Collected data
----------------
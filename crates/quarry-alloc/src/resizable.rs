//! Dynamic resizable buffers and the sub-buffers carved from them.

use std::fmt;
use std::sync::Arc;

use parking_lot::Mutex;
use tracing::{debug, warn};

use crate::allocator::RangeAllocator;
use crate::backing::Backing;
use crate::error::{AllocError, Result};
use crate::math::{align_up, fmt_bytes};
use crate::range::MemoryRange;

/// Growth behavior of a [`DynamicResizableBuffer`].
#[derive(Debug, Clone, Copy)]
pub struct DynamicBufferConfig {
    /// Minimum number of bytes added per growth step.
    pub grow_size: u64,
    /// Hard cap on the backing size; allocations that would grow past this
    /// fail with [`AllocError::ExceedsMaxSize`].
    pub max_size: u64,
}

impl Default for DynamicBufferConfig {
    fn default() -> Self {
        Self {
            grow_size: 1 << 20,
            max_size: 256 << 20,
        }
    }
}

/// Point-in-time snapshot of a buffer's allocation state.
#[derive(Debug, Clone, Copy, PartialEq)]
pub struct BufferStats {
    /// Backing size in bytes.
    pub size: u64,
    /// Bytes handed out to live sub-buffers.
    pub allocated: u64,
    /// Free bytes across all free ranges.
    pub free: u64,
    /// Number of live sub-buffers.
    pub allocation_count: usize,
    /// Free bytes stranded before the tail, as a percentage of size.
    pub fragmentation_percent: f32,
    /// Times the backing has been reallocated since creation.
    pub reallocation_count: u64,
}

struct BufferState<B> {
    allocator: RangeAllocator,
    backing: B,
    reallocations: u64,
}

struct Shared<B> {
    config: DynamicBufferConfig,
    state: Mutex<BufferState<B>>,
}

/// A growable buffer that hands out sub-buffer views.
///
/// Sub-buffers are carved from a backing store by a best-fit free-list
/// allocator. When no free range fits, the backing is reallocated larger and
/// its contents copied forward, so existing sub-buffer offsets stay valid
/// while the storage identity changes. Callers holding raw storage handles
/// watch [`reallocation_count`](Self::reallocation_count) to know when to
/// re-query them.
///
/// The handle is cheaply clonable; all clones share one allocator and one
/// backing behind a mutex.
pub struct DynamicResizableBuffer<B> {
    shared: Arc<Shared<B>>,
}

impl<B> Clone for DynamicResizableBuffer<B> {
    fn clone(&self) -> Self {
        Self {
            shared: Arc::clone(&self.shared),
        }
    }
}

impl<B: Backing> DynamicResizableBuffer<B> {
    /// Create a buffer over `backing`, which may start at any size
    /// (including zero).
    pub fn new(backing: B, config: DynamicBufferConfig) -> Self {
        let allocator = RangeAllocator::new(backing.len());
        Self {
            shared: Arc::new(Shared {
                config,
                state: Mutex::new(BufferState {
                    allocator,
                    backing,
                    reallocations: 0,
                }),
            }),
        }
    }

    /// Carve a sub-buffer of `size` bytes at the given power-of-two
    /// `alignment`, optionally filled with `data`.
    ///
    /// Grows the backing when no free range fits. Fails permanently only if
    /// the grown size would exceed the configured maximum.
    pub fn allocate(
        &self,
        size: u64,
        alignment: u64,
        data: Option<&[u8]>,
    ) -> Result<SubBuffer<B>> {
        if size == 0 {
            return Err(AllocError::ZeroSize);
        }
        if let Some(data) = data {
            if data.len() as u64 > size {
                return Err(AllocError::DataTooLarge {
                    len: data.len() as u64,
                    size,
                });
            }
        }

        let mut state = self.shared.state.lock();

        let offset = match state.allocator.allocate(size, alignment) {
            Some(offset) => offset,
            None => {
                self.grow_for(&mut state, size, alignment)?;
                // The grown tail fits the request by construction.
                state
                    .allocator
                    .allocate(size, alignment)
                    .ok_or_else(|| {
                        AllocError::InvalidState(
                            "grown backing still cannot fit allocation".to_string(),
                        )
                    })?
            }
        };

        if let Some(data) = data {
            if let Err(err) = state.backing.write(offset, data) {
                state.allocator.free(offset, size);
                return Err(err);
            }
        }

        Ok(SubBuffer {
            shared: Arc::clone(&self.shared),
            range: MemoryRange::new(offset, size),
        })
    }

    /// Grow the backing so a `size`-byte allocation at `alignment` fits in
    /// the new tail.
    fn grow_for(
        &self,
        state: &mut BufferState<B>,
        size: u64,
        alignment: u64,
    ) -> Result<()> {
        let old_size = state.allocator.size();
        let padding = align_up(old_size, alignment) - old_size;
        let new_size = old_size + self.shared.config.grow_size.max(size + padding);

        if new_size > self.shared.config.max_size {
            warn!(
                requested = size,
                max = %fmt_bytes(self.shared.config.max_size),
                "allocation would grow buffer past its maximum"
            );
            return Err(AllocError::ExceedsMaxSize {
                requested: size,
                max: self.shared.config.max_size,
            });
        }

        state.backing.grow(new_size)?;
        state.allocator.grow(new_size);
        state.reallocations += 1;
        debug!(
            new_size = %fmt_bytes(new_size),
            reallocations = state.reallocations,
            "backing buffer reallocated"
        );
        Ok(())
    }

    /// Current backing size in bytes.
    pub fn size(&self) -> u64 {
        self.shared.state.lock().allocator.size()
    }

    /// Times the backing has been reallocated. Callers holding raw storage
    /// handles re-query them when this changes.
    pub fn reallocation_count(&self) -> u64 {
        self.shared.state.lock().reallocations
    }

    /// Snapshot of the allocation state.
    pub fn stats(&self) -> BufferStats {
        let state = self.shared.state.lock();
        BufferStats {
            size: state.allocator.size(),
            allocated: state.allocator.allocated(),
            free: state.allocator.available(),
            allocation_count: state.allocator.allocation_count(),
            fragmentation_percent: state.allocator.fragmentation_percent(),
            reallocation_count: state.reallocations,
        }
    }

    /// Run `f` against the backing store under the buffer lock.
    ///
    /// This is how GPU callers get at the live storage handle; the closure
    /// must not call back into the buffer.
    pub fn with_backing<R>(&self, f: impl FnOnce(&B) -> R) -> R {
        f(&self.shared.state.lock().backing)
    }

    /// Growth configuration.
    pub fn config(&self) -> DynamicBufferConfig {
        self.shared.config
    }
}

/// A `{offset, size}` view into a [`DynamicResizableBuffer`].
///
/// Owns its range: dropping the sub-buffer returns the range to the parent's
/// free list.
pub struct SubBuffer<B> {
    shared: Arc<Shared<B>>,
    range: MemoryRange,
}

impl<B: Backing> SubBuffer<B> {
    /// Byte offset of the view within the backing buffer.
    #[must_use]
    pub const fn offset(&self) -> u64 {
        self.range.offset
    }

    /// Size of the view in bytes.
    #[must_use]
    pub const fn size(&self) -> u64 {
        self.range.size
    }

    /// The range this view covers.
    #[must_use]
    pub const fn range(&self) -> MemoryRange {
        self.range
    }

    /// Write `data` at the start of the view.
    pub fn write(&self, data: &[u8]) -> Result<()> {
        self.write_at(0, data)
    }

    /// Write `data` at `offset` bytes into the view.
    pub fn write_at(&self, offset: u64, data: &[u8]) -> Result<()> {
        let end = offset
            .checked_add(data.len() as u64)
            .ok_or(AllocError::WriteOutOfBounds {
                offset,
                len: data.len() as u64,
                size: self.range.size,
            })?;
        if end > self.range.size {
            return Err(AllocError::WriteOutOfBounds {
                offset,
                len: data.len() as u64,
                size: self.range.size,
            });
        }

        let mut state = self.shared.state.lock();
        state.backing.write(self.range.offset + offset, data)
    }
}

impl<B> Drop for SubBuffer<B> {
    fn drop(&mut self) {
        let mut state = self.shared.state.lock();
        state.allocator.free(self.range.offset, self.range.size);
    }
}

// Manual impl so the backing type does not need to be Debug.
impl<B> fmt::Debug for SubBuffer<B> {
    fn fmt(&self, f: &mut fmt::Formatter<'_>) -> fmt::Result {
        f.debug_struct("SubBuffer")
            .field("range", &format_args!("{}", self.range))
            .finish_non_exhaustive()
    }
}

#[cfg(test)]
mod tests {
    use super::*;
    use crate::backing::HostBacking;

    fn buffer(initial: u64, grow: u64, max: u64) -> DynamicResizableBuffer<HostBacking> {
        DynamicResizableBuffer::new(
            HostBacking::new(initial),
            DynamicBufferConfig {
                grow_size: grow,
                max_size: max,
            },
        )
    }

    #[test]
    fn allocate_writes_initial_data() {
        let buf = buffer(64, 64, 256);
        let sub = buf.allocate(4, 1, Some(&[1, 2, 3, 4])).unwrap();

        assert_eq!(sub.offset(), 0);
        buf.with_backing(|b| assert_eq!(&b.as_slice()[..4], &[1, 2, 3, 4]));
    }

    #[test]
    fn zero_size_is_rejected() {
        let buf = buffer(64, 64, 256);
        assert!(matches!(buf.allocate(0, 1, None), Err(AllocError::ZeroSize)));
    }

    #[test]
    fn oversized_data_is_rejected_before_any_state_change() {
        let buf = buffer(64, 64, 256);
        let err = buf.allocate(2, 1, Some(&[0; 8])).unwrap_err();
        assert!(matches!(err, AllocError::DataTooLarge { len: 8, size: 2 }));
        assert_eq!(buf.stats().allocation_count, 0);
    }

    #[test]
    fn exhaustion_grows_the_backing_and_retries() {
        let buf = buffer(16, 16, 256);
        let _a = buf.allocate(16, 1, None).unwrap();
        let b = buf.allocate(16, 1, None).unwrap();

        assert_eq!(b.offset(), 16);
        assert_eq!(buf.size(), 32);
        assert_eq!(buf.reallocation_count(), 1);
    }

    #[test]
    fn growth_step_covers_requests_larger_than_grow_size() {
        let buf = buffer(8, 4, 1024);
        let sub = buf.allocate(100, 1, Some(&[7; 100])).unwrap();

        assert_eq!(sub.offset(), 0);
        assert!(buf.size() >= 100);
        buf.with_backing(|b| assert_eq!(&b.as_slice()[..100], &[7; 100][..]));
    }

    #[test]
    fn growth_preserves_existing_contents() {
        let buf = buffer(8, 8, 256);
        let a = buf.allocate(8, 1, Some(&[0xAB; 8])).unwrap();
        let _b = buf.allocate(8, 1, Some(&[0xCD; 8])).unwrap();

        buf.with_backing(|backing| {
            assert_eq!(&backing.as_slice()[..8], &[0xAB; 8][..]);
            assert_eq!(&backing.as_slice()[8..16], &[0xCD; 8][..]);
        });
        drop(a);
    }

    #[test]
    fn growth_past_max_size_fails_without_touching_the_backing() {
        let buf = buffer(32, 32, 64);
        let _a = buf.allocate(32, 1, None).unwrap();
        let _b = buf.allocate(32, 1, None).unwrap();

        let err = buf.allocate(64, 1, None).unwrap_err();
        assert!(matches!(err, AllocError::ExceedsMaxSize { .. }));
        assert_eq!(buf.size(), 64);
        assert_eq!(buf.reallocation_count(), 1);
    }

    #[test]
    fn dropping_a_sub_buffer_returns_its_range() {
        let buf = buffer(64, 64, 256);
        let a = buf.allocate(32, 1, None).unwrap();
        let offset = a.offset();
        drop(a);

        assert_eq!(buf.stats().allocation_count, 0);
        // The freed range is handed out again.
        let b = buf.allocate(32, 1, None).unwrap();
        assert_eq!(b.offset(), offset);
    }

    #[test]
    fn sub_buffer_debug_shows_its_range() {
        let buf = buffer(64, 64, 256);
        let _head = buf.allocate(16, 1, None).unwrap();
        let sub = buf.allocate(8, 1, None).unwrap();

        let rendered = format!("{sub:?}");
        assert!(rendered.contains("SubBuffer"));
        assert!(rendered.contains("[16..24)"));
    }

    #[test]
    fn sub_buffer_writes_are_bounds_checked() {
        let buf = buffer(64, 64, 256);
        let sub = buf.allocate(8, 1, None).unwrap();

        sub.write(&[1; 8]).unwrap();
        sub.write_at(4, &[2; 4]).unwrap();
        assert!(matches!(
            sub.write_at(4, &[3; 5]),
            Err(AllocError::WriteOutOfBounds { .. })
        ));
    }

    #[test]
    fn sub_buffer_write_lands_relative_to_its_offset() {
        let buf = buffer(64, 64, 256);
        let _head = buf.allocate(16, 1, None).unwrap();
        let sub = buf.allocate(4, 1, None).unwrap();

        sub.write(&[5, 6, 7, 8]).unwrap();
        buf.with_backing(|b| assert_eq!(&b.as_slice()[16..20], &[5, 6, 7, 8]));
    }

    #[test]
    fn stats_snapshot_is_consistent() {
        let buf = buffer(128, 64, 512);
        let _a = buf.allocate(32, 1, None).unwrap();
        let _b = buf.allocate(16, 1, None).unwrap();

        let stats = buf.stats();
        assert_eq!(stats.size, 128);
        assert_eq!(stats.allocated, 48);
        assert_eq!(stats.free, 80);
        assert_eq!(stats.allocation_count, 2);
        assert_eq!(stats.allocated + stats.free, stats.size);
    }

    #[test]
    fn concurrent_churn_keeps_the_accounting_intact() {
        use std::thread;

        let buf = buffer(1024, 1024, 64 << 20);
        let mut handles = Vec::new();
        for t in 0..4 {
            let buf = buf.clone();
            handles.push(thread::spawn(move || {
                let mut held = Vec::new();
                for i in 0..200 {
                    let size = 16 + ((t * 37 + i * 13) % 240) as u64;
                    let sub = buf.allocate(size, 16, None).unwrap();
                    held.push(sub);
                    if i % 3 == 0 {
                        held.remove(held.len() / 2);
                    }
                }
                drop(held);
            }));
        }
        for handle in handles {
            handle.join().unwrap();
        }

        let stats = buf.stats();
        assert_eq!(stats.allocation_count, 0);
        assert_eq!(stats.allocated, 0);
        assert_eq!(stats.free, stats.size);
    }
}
----------------
Activity
Of all the entries above, repeat only the lines from the line that has "return Err(err);" to the line that has "let padding = align_up(old_size, alignment)", both lines included, exactly.

Task solution
                return Err(err);
            }
        }

        Ok(SubBuffer {
            shared: Arc::clone(&self.shared),
            range: MemoryRange::new(offset, size),
        })
    }

    /// Grow the backing so a `size`-byte allocation at `alignment` fits in
    /// the new tail.
    fn grow_for(
        &self,
        state: &mut BufferState<B>,
        size: u64,
        alignment: u64,
    ) -> Result<()> {
        let old_size = state.allocator.size();
        let padding = align_up(old_size, alignment) - old_size;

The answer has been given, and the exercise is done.